**Dataset records**
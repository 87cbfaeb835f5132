/// Decision thresholds swept during validation. Kept literal so evaluation numbers stay comparable.
pub const THRESHOLDS: [f64; 27] = [
    0.01, 0.02, 0.03, 0.04, 0.05, 0.06, 0.07, 0.08, 0.09, 0.10, 0.15, 0.20, 0.25, 0.30, 0.35, 0.40, 0.45, 0.50, 0.55,
    0.60, 0.65, 0.70, 0.75, 0.8, 0.85, 0.9, 0.95,
];

/// Metrics kept in the best-metrics snapshot, in reporting order.
pub const METRICS: [&str; 14] = [
    "ACC",
    "HA",
    "ebF1",
    "miF1",
    "maF1",
    "meanAUC",
    "medianAUC",
    "meanAUPR",
    "medianAUPR",
    "meanFDR",
    "medianFDR",
    "p_at_1",
    "p_at_3",
    "p_at_5",
];

pub const TRAIN_THRESHOLD: f64 = 0.5;
pub const GRAD_CLIP_NORM: f64 = 100.0;
pub const CLUSTER_MAX_RETRIES: usize = 10;
pub const PRIOR_EPOCH_DIVISOR: usize = 5;
pub const WEIGHT_DECAY: f64 = 1e-5;
pub const TRAIN_FRACTION: f64 = 0.7;
pub const VALID_FRACTION: f64 = 0.2;
pub const PROBIT_EPS: f64 = 1e-6;
pub const KL_EPS: f64 = 1e-6;
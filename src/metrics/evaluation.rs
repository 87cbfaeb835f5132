use crate::constants::{METRICS, THRESHOLDS};
use crate::data::Matrix;
use crate::errors::FairVaeError;
use crate::metrics::classification::{
    average_precision_score, example_f1_score, hamming_accuracy, roc_auc_score, subset_accuracy, Confusion,
};
use crate::metrics::ranking::precision_at_k;
use crate::utils::{mean, median};
use hashbrown::HashMap;
use rayon::prelude::*;
use serde::ser::SerializeMap;
use serde::{Serialize, Serializer};

/// Metric name to value, for one threshold.
pub type MetricTable = HashMap<String, f64>;

/// FDR style metrics are minimised, everything else is maximised.
pub fn maximize(metric: &str) -> bool {
    !metric.contains("FDR")
}

/// Whether `comparison` strictly improves on `value`. A NaN on either side never improves.
pub fn is_comparison_better(value: f64, comparison: f64, maximize: bool) -> bool {
    if maximize {
        comparison > value
    } else {
        comparison < value
    }
}

fn columns(m: &Matrix) -> Vec<Vec<f64>> {
    (0..m.cols)
        .map(|j| (0..m.rows).map(|i| m.data[i * m.cols + j] as f64).collect())
        .collect()
}

fn rows(m: &Matrix) -> Vec<Vec<f64>> {
    (0..m.rows).map(|i| m.row(i).iter().map(|v| *v as f64).collect()).collect()
}

/// Mean and median of the finite entries, NaN when there are none.
fn finite_summary(values: &[f64]) -> (f64, f64) {
    let finite: Vec<f64> = values.iter().copied().filter(|v| v.is_finite()).collect();
    (mean(&finite), median(&finite))
}

/// Score predicted probabilities `probs` against binary `labels`, predicting a label when
/// its probability exceeds `threshold`.
///
/// Always reports `ACC`, `HA`, `ebF1`, `maF1` and `miF1`. With `all_metrics` the per-label
/// AUC, AUPR and FDR summaries and precision at 1, 3 and 5 are added.
pub fn compute_metrics(
    probs: &Matrix,
    labels: &Matrix,
    threshold: f64,
    all_metrics: bool,
) -> Result<MetricTable, FairVaeError> {
    if probs.rows != labels.rows || probs.cols != labels.cols {
        return Err(FairVaeError::InvalidData(format!(
            "predictions of shape ({}, {}) do not match labels of shape ({}, {})",
            probs.rows, probs.cols, labels.rows, labels.cols
        )));
    }
    let y_rows = rows(labels);
    let p_rows = rows(probs);
    let pred_rows: Vec<Vec<bool>> = p_rows
        .iter()
        .map(|r| r.iter().map(|p| *p > threshold).collect())
        .collect();

    let y_cols = columns(labels);
    let p_cols = columns(probs);
    let confusions: Vec<Confusion> = y_cols
        .par_iter()
        .zip(p_cols.par_iter())
        .map(|(y, p)| {
            let pred: Vec<bool> = p.iter().map(|v| *v > threshold).collect();
            Confusion::from_predictions(y, &pred)
        })
        .collect();
    let micro = confusions.iter().fold(Confusion::default(), |acc, c| acc.add(c));
    let label_f1: Vec<f64> = confusions.iter().map(|c| c.f1()).collect();

    let mut table = MetricTable::new();
    table.insert("ACC".to_string(), subset_accuracy(&y_rows, &pred_rows));
    table.insert("HA".to_string(), hamming_accuracy(&y_rows, &pred_rows));
    table.insert("ebF1".to_string(), example_f1_score(&y_rows, &pred_rows));
    table.insert("maF1".to_string(), mean(&label_f1));
    table.insert("miF1".to_string(), micro.f1());

    if all_metrics {
        let (auc, aupr): (Vec<f64>, Vec<f64>) = y_cols
            .par_iter()
            .zip(p_cols.par_iter())
            .map(|(y, p)| (roc_auc_score(y, p), average_precision_score(y, p)))
            .unzip();
        let fdr: Vec<f64> = confusions.iter().map(|c| c.fdr()).collect();
        let (mean_auc, median_auc) = finite_summary(&auc);
        let (mean_aupr, median_aupr) = finite_summary(&aupr);
        let (mean_fdr, median_fdr) = finite_summary(&fdr);
        table.insert("meanAUC".to_string(), mean_auc);
        table.insert("medianAUC".to_string(), median_auc);
        table.insert("meanAUPR".to_string(), mean_aupr);
        table.insert("medianAUPR".to_string(), median_aupr);
        table.insert("meanFDR".to_string(), mean_fdr);
        table.insert("medianFDR".to_string(), median_fdr);
        for k in [1, 3, 5] {
            table.insert(format!("p_at_{}", k), precision_at_k(&y_rows, &p_rows, k));
        }
    }
    Ok(table)
}

/// `compute_metrics` with `all_metrics` at every threshold of the sweep grid, in grid order.
pub fn sweep_thresholds(probs: &Matrix, labels: &Matrix) -> Result<Vec<MetricTable>, FairVaeError> {
    THRESHOLDS
        .par_iter()
        .map(|t| compute_metrics(probs, labels, *t, true))
        .collect()
}

/// Best value of every tracked metric over a threshold sweep, in reporting order.
#[derive(Debug, Clone, PartialEq)]
pub struct BestMetrics {
    values: Vec<(String, f64)>,
}

impl BestMetrics {
    pub fn get(&self, metric: &str) -> Option<f64> {
        self.values.iter().find(|(name, _)| name == metric).map(|(_, v)| *v)
    }

    pub fn iter(&self) -> impl Iterator<Item = (&str, f64)> {
        self.values.iter().map(|(name, v)| (name.as_str(), *v))
    }

    pub fn len(&self) -> usize {
        self.values.len()
    }

    pub fn is_empty(&self) -> bool {
        self.values.is_empty()
    }
}

impl Serialize for BestMetrics {
    fn serialize<S: Serializer>(&self, serializer: S) -> Result<S::Ok, S::Error> {
        let mut map = serializer.serialize_map(Some(self.values.len()))?;
        for (name, v) in &self.values {
            map.serialize_entry(name, v)?;
        }
        map.end()
    }
}

/// Fold per-threshold tables into the best value of every tracked metric.
///
/// The first table seeds every entry; a later table replaces an entry only when it
/// strictly improves on it (lower for FDR metrics, higher otherwise).
pub fn select_best_metrics(tables: &[MetricTable]) -> Result<BestMetrics, FairVaeError> {
    let (first, rest) = tables.split_first().ok_or(FairVaeError::EmptyIndexSet("threshold"))?;
    let lookup = |table: &MetricTable, metric: &str| {
        table
            .get(metric)
            .copied()
            .ok_or_else(|| FairVaeError::InvalidData(format!("metric table has no entry for {}", metric)))
    };
    let mut values = METRICS
        .iter()
        .map(|m| Ok((m.to_string(), lookup(first, m)?)))
        .collect::<Result<Vec<_>, FairVaeError>>()?;
    for table in rest {
        for (name, best) in values.iter_mut() {
            let candidate = lookup(table, name)?;
            if is_comparison_better(*best, candidate, maximize(name)) {
                *best = candidate;
            }
        }
    }
    Ok(BestMetrics { values })
}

**What you have to do**
Please, from the entries above, set down exactly the lines from the one containing "fn serialize<S: Serializer>(&self, serializer: S)" through the one containing "if is_comparison_better(*best, candidate, maximize(name))", and only those.

**Response below**
    fn serialize<S: Serializer>(&self, serializer: S) -> Result<S::Ok, S::Error> {
        let mut map = serializer.serialize_map(Some(self.values.len()))?;
        for (name, v) in &self.values {
            map.serialize_entry(name, v)?;
        }
        map.end()
    }
}

/// Fold per-threshold tables into the best value of every tracked metric.
///
/// The first table seeds every entry; a later table replaces an entry only when it
/// strictly improves on it (lower for FDR metrics, higher otherwise).
pub fn select_best_metrics(tables: &[MetricTable]) -> Result<BestMetrics, FairVaeError> {
    let (first, rest) = tables.split_first().ok_or(FairVaeError::EmptyIndexSet("threshold"))?;
    let lookup = |table: &MetricTable, metric: &str| {
        table
            .get(metric)
            .copied()
            .ok_or_else(|| FairVaeError::InvalidData(format!("metric table has no entry for {}", metric)))
    };
    let mut values = METRICS
        .iter()
        .map(|m| Ok((m.to_string(), lookup(first, m)?)))
        .collect::<Result<Vec<_>, FairVaeError>>()?;
    for table in rest {
        for (name, best) in values.iter_mut() {
            let candidate = lookup(table, name)?;
            if is_comparison_better(*best, candidate, maximize(name)) {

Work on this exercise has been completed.